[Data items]
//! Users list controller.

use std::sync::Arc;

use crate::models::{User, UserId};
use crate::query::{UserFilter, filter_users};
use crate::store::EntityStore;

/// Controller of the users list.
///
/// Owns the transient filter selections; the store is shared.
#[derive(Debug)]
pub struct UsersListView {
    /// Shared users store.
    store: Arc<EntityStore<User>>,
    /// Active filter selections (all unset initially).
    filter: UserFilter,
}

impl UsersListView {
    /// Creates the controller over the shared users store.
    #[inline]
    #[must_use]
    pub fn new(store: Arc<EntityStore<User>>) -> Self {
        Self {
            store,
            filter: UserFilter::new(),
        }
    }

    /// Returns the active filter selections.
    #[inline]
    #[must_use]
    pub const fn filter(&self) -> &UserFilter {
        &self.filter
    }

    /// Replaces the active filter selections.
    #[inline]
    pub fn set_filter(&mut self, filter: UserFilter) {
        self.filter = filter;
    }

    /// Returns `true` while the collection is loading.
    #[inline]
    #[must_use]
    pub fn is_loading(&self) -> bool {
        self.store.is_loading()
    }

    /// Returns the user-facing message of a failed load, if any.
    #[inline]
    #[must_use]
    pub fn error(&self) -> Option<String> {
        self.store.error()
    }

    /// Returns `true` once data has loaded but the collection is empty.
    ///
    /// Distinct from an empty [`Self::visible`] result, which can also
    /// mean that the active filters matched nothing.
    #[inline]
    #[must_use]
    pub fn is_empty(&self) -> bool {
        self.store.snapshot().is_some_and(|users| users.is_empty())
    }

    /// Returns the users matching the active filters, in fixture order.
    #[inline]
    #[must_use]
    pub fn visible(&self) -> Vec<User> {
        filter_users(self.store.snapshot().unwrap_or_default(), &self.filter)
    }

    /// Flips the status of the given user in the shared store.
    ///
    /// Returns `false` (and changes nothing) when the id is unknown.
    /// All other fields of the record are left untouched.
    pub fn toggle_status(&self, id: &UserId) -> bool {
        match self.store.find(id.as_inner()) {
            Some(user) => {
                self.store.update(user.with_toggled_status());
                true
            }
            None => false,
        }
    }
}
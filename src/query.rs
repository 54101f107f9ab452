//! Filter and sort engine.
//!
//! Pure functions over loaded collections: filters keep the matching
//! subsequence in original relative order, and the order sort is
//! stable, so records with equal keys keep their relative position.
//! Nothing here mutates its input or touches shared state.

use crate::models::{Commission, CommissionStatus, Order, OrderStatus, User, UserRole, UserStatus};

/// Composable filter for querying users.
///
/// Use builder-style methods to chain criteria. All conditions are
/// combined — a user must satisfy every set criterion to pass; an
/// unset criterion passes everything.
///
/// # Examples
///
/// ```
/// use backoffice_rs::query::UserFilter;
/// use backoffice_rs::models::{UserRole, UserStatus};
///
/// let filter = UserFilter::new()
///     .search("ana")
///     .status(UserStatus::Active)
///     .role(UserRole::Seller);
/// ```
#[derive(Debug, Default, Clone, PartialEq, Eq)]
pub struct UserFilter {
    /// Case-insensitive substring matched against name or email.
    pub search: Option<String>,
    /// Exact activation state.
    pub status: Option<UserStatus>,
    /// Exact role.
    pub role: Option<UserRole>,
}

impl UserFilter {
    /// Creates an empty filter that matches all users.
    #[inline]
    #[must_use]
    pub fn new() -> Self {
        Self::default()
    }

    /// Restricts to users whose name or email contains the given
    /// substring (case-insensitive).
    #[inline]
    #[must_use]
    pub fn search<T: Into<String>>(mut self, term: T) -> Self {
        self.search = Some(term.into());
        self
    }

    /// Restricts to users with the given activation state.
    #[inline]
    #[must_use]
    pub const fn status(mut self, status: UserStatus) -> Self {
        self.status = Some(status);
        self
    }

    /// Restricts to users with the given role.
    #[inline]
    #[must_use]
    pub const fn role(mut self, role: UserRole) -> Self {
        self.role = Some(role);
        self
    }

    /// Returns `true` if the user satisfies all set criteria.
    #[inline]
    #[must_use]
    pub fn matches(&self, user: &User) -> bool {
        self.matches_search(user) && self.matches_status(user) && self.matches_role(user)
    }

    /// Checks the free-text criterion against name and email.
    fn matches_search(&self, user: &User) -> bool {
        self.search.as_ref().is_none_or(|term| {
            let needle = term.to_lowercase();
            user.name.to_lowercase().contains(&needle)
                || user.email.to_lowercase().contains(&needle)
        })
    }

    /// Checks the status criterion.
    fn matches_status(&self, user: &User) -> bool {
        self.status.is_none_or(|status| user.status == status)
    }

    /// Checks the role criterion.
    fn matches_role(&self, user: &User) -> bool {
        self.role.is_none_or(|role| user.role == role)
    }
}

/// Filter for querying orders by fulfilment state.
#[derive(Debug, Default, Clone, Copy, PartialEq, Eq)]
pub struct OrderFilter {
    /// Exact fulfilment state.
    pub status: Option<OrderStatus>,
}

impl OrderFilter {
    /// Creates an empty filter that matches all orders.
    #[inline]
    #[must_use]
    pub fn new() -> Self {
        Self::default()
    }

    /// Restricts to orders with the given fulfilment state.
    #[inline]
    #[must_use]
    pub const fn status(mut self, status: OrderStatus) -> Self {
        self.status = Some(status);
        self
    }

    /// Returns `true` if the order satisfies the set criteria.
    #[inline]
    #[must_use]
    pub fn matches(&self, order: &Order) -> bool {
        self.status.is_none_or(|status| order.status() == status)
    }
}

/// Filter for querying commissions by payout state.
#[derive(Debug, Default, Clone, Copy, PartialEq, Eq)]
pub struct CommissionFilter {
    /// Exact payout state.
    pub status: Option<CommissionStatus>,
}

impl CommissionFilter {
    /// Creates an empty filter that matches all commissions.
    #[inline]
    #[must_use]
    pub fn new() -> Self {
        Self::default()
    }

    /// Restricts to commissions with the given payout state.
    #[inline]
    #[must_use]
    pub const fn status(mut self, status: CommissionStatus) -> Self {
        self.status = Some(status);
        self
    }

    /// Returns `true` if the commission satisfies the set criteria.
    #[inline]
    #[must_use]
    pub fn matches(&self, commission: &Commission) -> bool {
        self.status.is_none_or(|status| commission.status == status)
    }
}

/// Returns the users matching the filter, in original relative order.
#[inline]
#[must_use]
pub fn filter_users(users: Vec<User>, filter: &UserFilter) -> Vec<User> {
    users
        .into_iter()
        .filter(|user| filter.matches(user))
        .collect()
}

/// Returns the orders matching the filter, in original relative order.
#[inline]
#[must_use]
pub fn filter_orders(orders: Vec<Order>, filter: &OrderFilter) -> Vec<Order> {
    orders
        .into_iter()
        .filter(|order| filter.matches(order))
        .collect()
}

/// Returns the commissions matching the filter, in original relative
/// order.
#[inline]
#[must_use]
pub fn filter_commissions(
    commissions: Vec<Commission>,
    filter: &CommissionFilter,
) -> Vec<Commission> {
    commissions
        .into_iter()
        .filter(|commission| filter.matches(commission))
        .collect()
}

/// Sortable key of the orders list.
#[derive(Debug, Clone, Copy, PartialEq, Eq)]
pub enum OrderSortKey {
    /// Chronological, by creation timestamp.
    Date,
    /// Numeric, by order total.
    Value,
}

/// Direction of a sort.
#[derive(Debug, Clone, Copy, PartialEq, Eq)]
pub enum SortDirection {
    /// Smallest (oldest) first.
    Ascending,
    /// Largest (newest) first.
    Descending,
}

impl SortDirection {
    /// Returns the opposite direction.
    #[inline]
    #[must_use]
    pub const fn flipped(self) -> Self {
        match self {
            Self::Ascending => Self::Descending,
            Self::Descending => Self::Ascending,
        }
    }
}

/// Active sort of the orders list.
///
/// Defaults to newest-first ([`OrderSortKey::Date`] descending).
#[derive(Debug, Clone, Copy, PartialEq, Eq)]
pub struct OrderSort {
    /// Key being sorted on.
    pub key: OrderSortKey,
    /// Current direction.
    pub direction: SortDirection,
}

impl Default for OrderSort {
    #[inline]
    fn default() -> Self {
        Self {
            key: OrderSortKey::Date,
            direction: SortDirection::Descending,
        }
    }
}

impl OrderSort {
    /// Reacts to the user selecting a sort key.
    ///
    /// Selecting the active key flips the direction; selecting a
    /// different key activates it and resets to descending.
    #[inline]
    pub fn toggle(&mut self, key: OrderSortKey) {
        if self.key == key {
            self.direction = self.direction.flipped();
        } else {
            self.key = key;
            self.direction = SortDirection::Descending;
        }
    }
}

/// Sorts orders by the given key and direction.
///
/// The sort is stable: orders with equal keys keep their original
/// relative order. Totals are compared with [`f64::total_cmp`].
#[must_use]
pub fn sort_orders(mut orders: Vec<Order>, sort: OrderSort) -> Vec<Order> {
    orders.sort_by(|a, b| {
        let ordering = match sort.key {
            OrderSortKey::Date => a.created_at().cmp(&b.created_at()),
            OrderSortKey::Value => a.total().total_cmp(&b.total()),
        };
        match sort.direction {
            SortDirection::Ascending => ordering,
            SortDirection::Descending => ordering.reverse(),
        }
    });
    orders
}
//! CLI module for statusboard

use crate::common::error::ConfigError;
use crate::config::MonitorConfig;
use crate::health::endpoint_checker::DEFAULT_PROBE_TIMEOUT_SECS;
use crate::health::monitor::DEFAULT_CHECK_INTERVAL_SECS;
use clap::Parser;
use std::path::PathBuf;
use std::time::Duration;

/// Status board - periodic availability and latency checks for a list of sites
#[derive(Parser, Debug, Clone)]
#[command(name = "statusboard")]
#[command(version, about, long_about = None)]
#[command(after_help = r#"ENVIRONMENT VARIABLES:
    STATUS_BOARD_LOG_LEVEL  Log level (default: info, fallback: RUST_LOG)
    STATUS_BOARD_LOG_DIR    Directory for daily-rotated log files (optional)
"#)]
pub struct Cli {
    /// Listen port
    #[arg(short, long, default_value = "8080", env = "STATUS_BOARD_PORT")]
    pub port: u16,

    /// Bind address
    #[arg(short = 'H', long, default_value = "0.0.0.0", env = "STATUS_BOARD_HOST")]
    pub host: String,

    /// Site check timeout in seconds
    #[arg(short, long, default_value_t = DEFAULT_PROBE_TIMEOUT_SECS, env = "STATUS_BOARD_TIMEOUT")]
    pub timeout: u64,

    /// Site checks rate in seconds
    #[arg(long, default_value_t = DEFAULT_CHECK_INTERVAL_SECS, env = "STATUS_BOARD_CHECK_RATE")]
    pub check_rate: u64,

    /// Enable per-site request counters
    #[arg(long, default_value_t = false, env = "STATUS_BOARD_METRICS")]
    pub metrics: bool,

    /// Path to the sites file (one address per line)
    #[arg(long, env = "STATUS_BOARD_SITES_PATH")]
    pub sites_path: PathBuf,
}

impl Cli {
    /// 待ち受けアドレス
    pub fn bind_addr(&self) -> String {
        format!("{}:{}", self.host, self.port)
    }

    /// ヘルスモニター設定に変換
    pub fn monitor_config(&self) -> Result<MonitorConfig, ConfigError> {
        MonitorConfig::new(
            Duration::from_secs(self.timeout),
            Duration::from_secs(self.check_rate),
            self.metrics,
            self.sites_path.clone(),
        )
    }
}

Your objective
Beginning at the line that holds "info, fallback: RUST_LOG)", reproduce the lines exactly up to and including the final line of the entries.

Written solution
    STATUS_BOARD_LOG_LEVEL  Log level (default: info, fallback: RUST_LOG)
    STATUS_BOARD_LOG_DIR    Directory for daily-rotated log files (optional)
"#)]
pub struct Cli {
    /// Listen port
    #[arg(short, long, default_value = "8080", env = "STATUS_BOARD_PORT")]
    pub port: u16,

    /// Bind address
    #[arg(short = 'H', long, default_value = "0.0.0.0", env = "STATUS_BOARD_HOST")]
    pub host: String,

    /// Site check timeout in seconds
    #[arg(short, long, default_value_t = DEFAULT_PROBE_TIMEOUT_SECS, env = "STATUS_BOARD_TIMEOUT")]
    pub timeout: u64,

    /// Site checks rate in seconds
    #[arg(long, default_value_t = DEFAULT_CHECK_INTERVAL_SECS, env = "STATUS_BOARD_CHECK_RATE")]
    pub check_rate: u64,

    /// Enable per-site request counters
    #[arg(long, default_value_t = false, env = "STATUS_BOARD_METRICS")]
    pub metrics: bool,

    /// Path to the sites file (one address per line)
    #[arg(long, env = "STATUS_BOARD_SITES_PATH")]
    pub sites_path: PathBuf,
}

impl Cli {
    /// 待ち受けアドレス
    pub fn bind_addr(&self) -> String {
        format!("{}:{}", self.host, self.port)
    }

    /// ヘルスモニター設定に変換
    pub fn monitor_config(&self) -> Result<MonitorConfig, ConfigError> {
        MonitorConfig::new(
            Duration::from_secs(self.timeout),
            Duration::from_secs(self.check_rate),
            self.metrics,
            self.sites_path.clone(),
        )
    }
}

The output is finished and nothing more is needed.